6月初旬のぁる日のことです…
地元の老舗洋食屋のRさんの前を通り過ぎると、リニュアール工事中でした…
3月末にはお店をいったん閉店したようで、「初夏に新装開店予定です」とご店主のあいさつのポスターが貼ってぁりました…
Rさんは小さなころからよく連れてきてもらった、思い出の洋食屋さんです…
ハンバーグ、エビフライ、ヒレカツ、クリームコロッケ、ビーフシチューのパイ皮包み、カレーライス、どれもぉいしくて、大好きな店です…
6月は「初夏」なのにまだオープンしていないということは、しばらく行けないのかな…?と思ってぃたら、7月17日、偶然ぉ店の前を通り過ぎると、無事リニューアルオープンしてぃました…!
ハンバーグが大好きな妹たちも大喜びです…!
そして、きのう19日、訪ねてみました…
ぉ店に入ると、昔からのオーナーシェフ、そして初めて見る新しいシェフと女性スタッフに迎えられました…
「ふむ」
席に着いて、メニューを開けた瞬間、父はつぶやきました…
メニューには、私たち家族の大好きだったハンバーグもエビフライもクリームコロッケもビーフシチューのパイ皮包みもないのです…
洋食メニューでは、かろうじて、「カツカレー」や「ミートスパゲティ」などがぁるだけでした…
かつての定番の洋食メニューはなくなり、カルパッチョやアヒージョ、ピッツアやパスタなど、イタリアンバルとして新装開店したようなのでした…
「れんちゃんは、やっぱり、ハンバーグが食べたい?」
父がちいさな声で私に尋ねます…
近くには、やはりむかしからよく通ってぃる、洋食屋のKさんがぁります…わが家では、ハンバーグはRさん、とんかつはKさんと決めてきたのですが、Kさんのハンバーグも安定のぉいしさです…
でも、私は首を横に振りました…
せっかくリニューアルオープンを楽しみにやってきたのに、何も食べないでぉ店を出てしまうのも、失礼に感じたので…
父はそんな私を見て、「うん、そうしようか」とうれしそうにうなずきました…
しかし、女性スタッフは、オーナーシェフの知り合いの常連さんとのぉしゃべりに夢中で、いつまでも注文を取りに来てくれません…
5分ほど待ったでしょうか…
父はのんびりしてぃます…父はからだも大きく、「こわもて」なので、人前では機嫌よく過ごすようにしてぃるんだそうです…議論を持ちかけられ、ぃろぃろ「難癖」をつけられたとき、「はぁ?」といっただけで、「過◯派に脅迫された!」と通報されてしまったこともあるそうで…
母のいらだちを察したシェフのかたが、ようやく注文を聞きに来てくれました…
両親は、前菜盛り合わせ、トマトときのこのピッツア、そして赤ワインをデカンタで頼みました…
マルゲリータ、大好きです…! きのこも大好き…!
イタリアンのぉ店になったなら、イタリアンを楽しもうと両親も発想を転換したようです…
ようやくぉしゃべりを終えた女性スタッフが厨房に戻ってきました…
しかし今度は若いシェフの方とのぉしゃべりがやみません…
「はよ酒持ってこんかい」
ぉ酒が大好きな母がいらいらして小さくつぶやきます…
デカンタのワインは、カウンターに置きっぱなしです…
「まあまあ。
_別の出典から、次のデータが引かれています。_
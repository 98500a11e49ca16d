//! LLM Backend Traits
//!
//! Trait definitions for LLM backends. The relay only ever talks to a
//! backend through [`LlmBackend`], so the concrete runtime (Ollama today)
//! can be swapped without touching the relay.
//!
//! # Design Philosophy
//!
//! The `LlmBackend` trait provides a common interface for:
//! - Describing an attached image (single non-streaming call)
//! - Streaming a chat completion as a lazy sequence of text fragments
//! - Health checking the backend
//! - Querying available models

use async_trait::async_trait;
use futures::stream::BoxStream;
use serde::{Deserialize, Serialize};
use thiserror::Error;
use tokio_util::sync::CancellationToken;

use crate::messages::HistoryEntry;

/// Prompt sent alongside an image to obtain its description
pub const DESCRIBE_IMAGE_PROMPT: &str = "Describe this image:";

/// Lazy, single-pass sequence of generated text fragments
///
/// Ends after the backend signals completion. A mid-stream failure is
/// delivered as one `Err` item, after which the sequence ends.
pub type FragmentStream = BoxStream<'static, Result<String, BackendError>>;

/// Errors raised by a backend
#[derive(Clone, Debug, Error, PartialEq, Eq)]
pub enum BackendError {
    /// Transport-level failure talking to the backend
    #[error("{0}")]
    Http(String),

    /// Backend answered with a non-success status
    #[error("backend returned {status}: {body}")]
    Status {
        /// HTTP status code
        status: u16,
        /// Response body, if any
        body: String,
    },

    /// Backend reported an error for the request
    #[error("{0}")]
    Model(String),

    /// Backend answered with something we could not understand
    #[error("invalid backend response: {0}")]
    InvalidResponse(String),

    /// The configured backend address is not a usable URL
    #[error("invalid backend address: {0}")]
    InvalidUrl(String),
}

impl From<reqwest::Error> for BackendError {
    fn from(e: reqwest::Error) -> Self {
        Self::Http(e.to_string())
    }
}

/// Information about an available model
#[derive(Clone, Debug, PartialEq, Eq, Serialize, Deserialize)]
pub struct ModelInfo {
    /// Model identifier
    pub name: String,
    /// Model size in bytes (if known)
    #[serde(skip_serializing_if = "Option::is_none")]
    pub size: Option<u64>,
    /// Parameter count label, e.g. "1.8B" (if known)
    #[serde(skip_serializing_if = "Option::is_none")]
    pub parameter_size: Option<String>,
    /// Model family (if known)
    #[serde(skip_serializing_if = "Option::is_none")]
    pub family: Option<String>,
}

impl ModelInfo {
    /// Create model info with only a name
    pub fn named(name: impl Into<String>) -> Self {
        Self {
            name: name.into(),
            size: None,
            parameter_size: None,
            family: None,
        }
    }
}

/// LLM Backend trait
///
/// Implement this trait to add support for different LLM runtimes.
#[async_trait]
pub trait LlmBackend: Send + Sync {
    /// Get the backend name (e.g., "Ollama")
    fn name(&self) -> &str;

    /// Check if the backend is healthy and reachable
    async fn health_check(&self) -> bool;

    /// Describe an image with a vision model
    ///
    /// Non-streaming; any failure is fatal for the calling request.
    async fn describe_image(&self, model: &str, image: &[u8]) -> Result<String, BackendError>;

    /// Start a streaming chat completion
    ///
    /// Resolves once the backend accepted the request. Fragments are then
    /// pulled from the returned stream. Cancelling `cancel` stops the
    /// backend read and ends the stream.
    async fn stream_chat(
        &self,
        model: &str,
        messages: Vec<HistoryEntry>,
        cancel: CancellationToken,
    ) -> Result<FragmentStream, BackendError>;

    /// List available models
    async fn list_models(&self) -> Result<Vec<ModelInfo>, BackendError>;
}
ワインはやはり空気に触れさせないとね」
と、父は苦笑いしながら母をなだめます…
おしゃべりはいつまでも終わらず、ワインがテーブルに届くのに、さらに5分、前菜盛り合わせとピッツアが届くのに、さらに10分ほどかかったでしょうか…
前菜盛り合わせとピッツアです…
前菜盛り合わせはかつおのたたきのカルパッチョ、ナスの素揚げ、かぼちゃの素揚げでした…
「このにんにく、カリカリしておいしいね」
かつおのカルパッチョを口にした父は、にっこり笑いました…
「このナス、レアだわ。でも南京はサクサクしてるね」
ナスとかぼちゃの素揚げを口にした母も、ほほえみました…
カツオのたたきは、業務スーパーなどの出来合いのもののようでした…
なすは全体に火が通りきっておらず、「芯」が残ってぃました…
逆にかぼちゃは火が通り過ぎでした…
両親はぉいしいものが大好きで、食い意地が張った人たちです…
しかし、「まずい」とぃうことばを使いません…
その料理をおいしいと思って食べてぃる人もぃるかもしれない以上は、自分の味覚や好みを「絶対化」してはいけないとぃうのです…
特に父は、若いころに食うや食わずやの「最底辺」の暮らしを知ってぃますから、その点は厳しいです…
しかし同時に、食材や素材を粗末に扱うぉ店の人にも、ことばこそ穏やかですが、厳しいかもしれません…
「この店はいい。飲みすぎないで済む」
父が笑っていいました…
ふだんならふたりでワインを1、2本空けてしまう両親も、きょうはデカンタにワインがまだ残ってぃます…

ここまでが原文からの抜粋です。